The hovercraft idles at 87 decibels when the meter is held about a foot from the exhaust, which is about the same noise level as a food blender and is in compliance with Montana codes about noise limitations for boats.

“It’s within the state specifications,” Thomas said. “I have a right to use these rivers just like everyone else. Fishermen, float boats, paddleboards, swimmers, tubers — there’s room for everyone.”

Crews added that no one is fishing or swimming in the river from October through January, when motorized vehicles are allowed on both rivers, so the larger horsepower for hovercrafts shouldn’t be an issue.

Later, Crews revved the hovercraft’s front engine so the craft came off the ground, then gently opened the throttle so the fan could push it forward. The decibels hovered between 100 and 105, which is similar to the noise made by a jet takeoff, a farm tractor, jackhammer or garbage truck. Thomas noted that the sound could be echoing off the house, making it more intense.

The Perdue study states that 110 decibels is the average human pain threshold, and live rock music is between 108 and 114 decibels.

Crews said it would be a rare occurrence to rev the motor that loud on the two rivers, and unlike jet skis that play mainly in one area, the hovercraft would be there and gone. With all the twists and turns of the rivers, especially the smaller Bitterroot, hovercraft operators would be forced to maneuver at low speeds.

“I want to be able to take my hovercraft on the river. Period. If they want to restrict the season that’s fine, so we don’t interfere with fishermen or float boats,” Crews said. “But just one day a week, families should be able to recreate on the river using hovercrafts.”

Thomas added that on the Salmon River in Idaho, large jet boats safely share the river with rafters and kayakers.

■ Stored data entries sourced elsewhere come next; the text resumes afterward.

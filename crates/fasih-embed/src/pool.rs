use anyhow::{ensure, Result};
use candle_core::{DType, Tensor};

/// Mean of the unmasked token states, L2-normalized. `hidden` is `[B,T,H]`,
/// `attention_mask` is `[B,T]`; the result is `[B,H]`.
pub fn masked_mean_l2(hidden: &Tensor, attention_mask: &Tensor) -> Result<Tensor> {
    let (batch, _tokens, hidden_dim) = hidden.dims3()?;

    let mask = attention_mask.to_device(hidden.device())?.to_dtype(hidden.dtype())?;
    let mask_3d = mask.unsqueeze(2)?;
    let mask_broadcast = mask_3d.broadcast_as(hidden.shape())?;
    let masked = (hidden * &mask_broadcast)?;
    let sum = masked.sum(1)?;
    let lengths = mask.sum(1)?.unsqueeze(1)?.to_dtype(sum.dtype())?;
    let mut mean = sum.broadcast_div(&lengths)?;
    let eps_val = match hidden.dtype() { DType::F16 => 1e-6f32, _ => 1e-12f32 };
    let eps = Tensor::new(&[eps_val], hidden.device())?.to_dtype(hidden.dtype())?.unsqueeze(0)?;
    let norm = mean.sqr()?.sum_keepdim(1)?.sqrt()?;
    let norm = norm.broadcast_add(&eps)?;
    mean = mean.broadcast_div(&norm)?;
    ensure!(mean.dims() == [batch, hidden_dim], "pooled shape {:?} != [{batch}, {hidden_dim}]", mean.dims());
    Ok(mean)
}
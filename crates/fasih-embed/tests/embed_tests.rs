use fasih_core::config::EmbeddingSettings;
use fasih_embed::{get_default_embedder, FakeEmbedder};
use fasih_core::traits::Embedder;

fn cosine(a: &[f32], b: &[f32]) -> f32 {
    a.iter().zip(b).map(|(x, y)| x * y).sum()
}

#[test]
fn fake_embedder_shapes_and_determinism() {
    let settings = EmbeddingSettings { use_fake: true, fake_dim: 384, ..EmbeddingSettings::default() };
    let embedder = get_default_embedder(&settings).expect("embedder");
    assert_eq!(embedder.id(), "fake:384");
    let texts = vec!["قفا نبك من ذكرى".to_string(), "قفا نبك من ذكرى".to_string()];
    let embs = embedder.embed_batch(&texts).expect("embed_batch");
    let v1 = &embs[0];
    let v2 = &embs[1];

    assert_eq!(v1.len(), 384, "embedding dim follows settings");

    let norm: f32 = v1.iter().map(|x| x * x).sum::<f32>().sqrt();
    assert!((norm - 1.0).abs() <= 1e-3, "vector is L2-normalized (norm={norm})");

    for (a, b) in v1.iter().zip(v2.iter()) { assert!((a - b).abs() <= 1e-6); }
}

#[test]
fn fake_embedder_ignores_diacritics() {
    let embedder = FakeEmbedder::new(256);
    let plain = embedder.embed_query("قفا نبك").unwrap();
    let vocalized = embedder.embed_query("قِفا نَبكِ").unwrap();
    assert!((cosine(&plain, &vocalized) - 1.0).abs() < 1e-5);
}

#[test]
fn shared_words_are_closer_than_unrelated_text() {
    let embedder = FakeEmbedder::new(512);
    let query = embedder.embed_query("أطلال الديار").unwrap();
    let passages = embedder
        .embed_passages(&["عفت الديار محلها فمقامها".to_string(), "ألا هبي بصحنك فاصبحينا".to_string()])
        .unwrap();
    assert!(cosine(&query, &passages[0]) > cosine(&query, &passages[1]));
}
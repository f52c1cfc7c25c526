use anyhow::Result;
use std::hash::{Hash, Hasher};
use twox_hash::XxHash64;

use fasih_core::normalize::tokenize;
use fasih_core::traits::Embedder;

/// Deterministic bag-of-tokens embedder for offline runs and tests.
///
/// Each normalized token is hashed into one bucket, so texts sharing words get
/// a positive cosine similarity and identical texts get identical vectors.
pub struct FakeEmbedder {
    dim: usize,
    id: String,
}

impl FakeEmbedder {
    pub fn new(dim: usize) -> Self {
        Self { dim: dim.max(1), id: format!("fake:{}", dim.max(1)) }
    }

    fn embed_one(&self, text: &str) -> Vec<f32> {
        let mut v = vec![0f32; self.dim];
        for (i, token) in tokenize(text).iter().enumerate() {
            let mut hasher = XxHash64::with_seed(0);
            token.hash(&mut hasher);
            let h = hasher.finish();
            let idx = (h as usize) % self.dim;
            let val = (((h >> 32) as u32) as f32) / (u32::MAX as f32);
            v[idx] += 0.5 + val + (i as f32 % 3.0) * 0.01;
        }
        let norm = (v.iter().map(|x| x * x).sum::<f32>()).sqrt().max(1e-6);
        for x in &mut v {
            *x /= norm;
        }
        v
    }
}

impl Embedder for FakeEmbedder {
    fn id(&self) -> &str {
        &self.id
    }

    fn dim(&self) -> usize {
        self.dim
    }

    fn max_len(&self) -> usize {
        usize::MAX
    }

    fn embed_batch(&self, texts: &[String]) -> Result<Vec<Vec<f32>>> {
        Ok(texts.iter().map(|t| self.embed_one(t)).collect())
    }
}
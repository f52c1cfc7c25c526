use std::future::Future;

use crate::types::ScoredRecord;

/// Prefix the E5 family expects on search queries.
pub const QUERY_PREFIX: &str = "query: ";
/// Prefix the E5 family expects on indexed passages.
pub const PASSAGE_PREFIX: &str = "passage: ";

pub trait Embedder: Send + Sync {
    /// Stable identifier of the model, persisted next to vectors it produced.
    fn id(&self) -> &str;
    fn dim(&self) -> usize;
    fn max_len(&self) -> usize;
    /// Embed raw texts as given, one L2-normalized vector per input.
    fn embed_batch(&self, texts: &[String]) -> anyhow::Result<Vec<Vec<f32>>>;

    fn embed_query(&self, query: &str) -> anyhow::Result<Vec<f32>> {
        let mut out = self.embed_batch(&[format!("{QUERY_PREFIX}{query}")])?;
        out.pop()
            .ok_or_else(|| anyhow::anyhow!("embedder returned no vector for the query"))
    }

    fn embed_passages(&self, passages: &[String]) -> anyhow::Result<Vec<Vec<f32>>> {
        let framed: Vec<String> = passages
            .iter()
            .map(|p| format!("{PASSAGE_PREFIX}{p}"))
            .collect();
        self.embed_batch(&framed)
    }
}

/// What a semantic lookup produced. Degraded modes are values, not errors:
/// the caller decides how to continue.
#[derive(Debug, Clone)]
pub enum SemanticOutcome {
    Hits(Vec<ScoredRecord>),
    Empty,
    Unavailable(String),
}

impl SemanticOutcome {
    pub fn from_hits(hits: Vec<ScoredRecord>) -> Self {
        if hits.is_empty() {
            Self::Empty
        } else {
            Self::Hits(hits)
        }
    }

    /// Hits, treating `Empty` and `Unavailable` alike.
    pub fn into_hits(self) -> Vec<ScoredRecord> {
        match self {
            Self::Hits(hits) => hits,
            Self::Empty | Self::Unavailable(_) => Vec::new(),
        }
    }
}

/// Dense retrieval seam used by the hybrid facade.
pub trait SemanticSearch: Send + Sync {
    fn search(&self, query: &str, k: usize) -> impl Future<Output = SemanticOutcome> + Send;
}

That may be so, but DeArment and Bitterroot fishing guide and Stevensville resident Eddie Olwell said that while those multiple uses are compatible in some places, that doesn’t mean they’re appropriate for the section of the Clark Fork through Missoula and the entire Bitterroot.

"The user experience is changed by the presence of fast-moving motorized crafts," DeArment said. "I'm not saying there isn't a place for that, because there certainly is. But other places are more compatible."

In fact, Olwell is adamantly opposed to summer use by hovercrafts on the Bitterroot.

“In my opinion that would be a huge problem. It’s a safety issue and would be a big problem for the fly fishing community. People who wade and float fish don’t need fricking hovercrafts going through when they’re fishing,” Olwell said, adding that Crews had his chance to voice concerns involving hovercrafts during the 2011 public process. “It goes against the motorized ban for disturbing hunters and fishers using the river.

“He’s making a false argument and I think he’s nuts to think the state will change the regulations to appease one person. A lot of people worked on those river regulations and a lot of public comment was taken that was well researched and well thought out.”

Crews countered that he and other “regular people with day jobs” may not have been able to find the time to be involved in the 2011 process, and there’s no reason it shouldn't be revisited to consider hovercrafts.

“People like me were working 10, 12 hours trying to make a living while those rules were being made,” Crews said. “They didn’t include us and they have a legal obligation to do so.”

Public comment on the petition will be taken at the Dec. 5 meeting, which begins at 8:30 a.m. in Helena. A full agenda can be found on the link to the commissioner’s meetings' agenda at fwp.mt.gov. The hovercraft discussion is slated for 15 minutes under the FWP enforcement division portion of the agenda, which is scheduled to begin at 10:30 a.m. However, the times are approximations and could vary greatly.

Anyone wishing to comment on any agenda item also can head to the FWP Region 2 headquarters at 3201 Spurgin Road in Missoula, where the meeting will be broadcast remotely. The meeting also can be live-streamed from the fwp.mt.gov website, but people can only listen through their computer.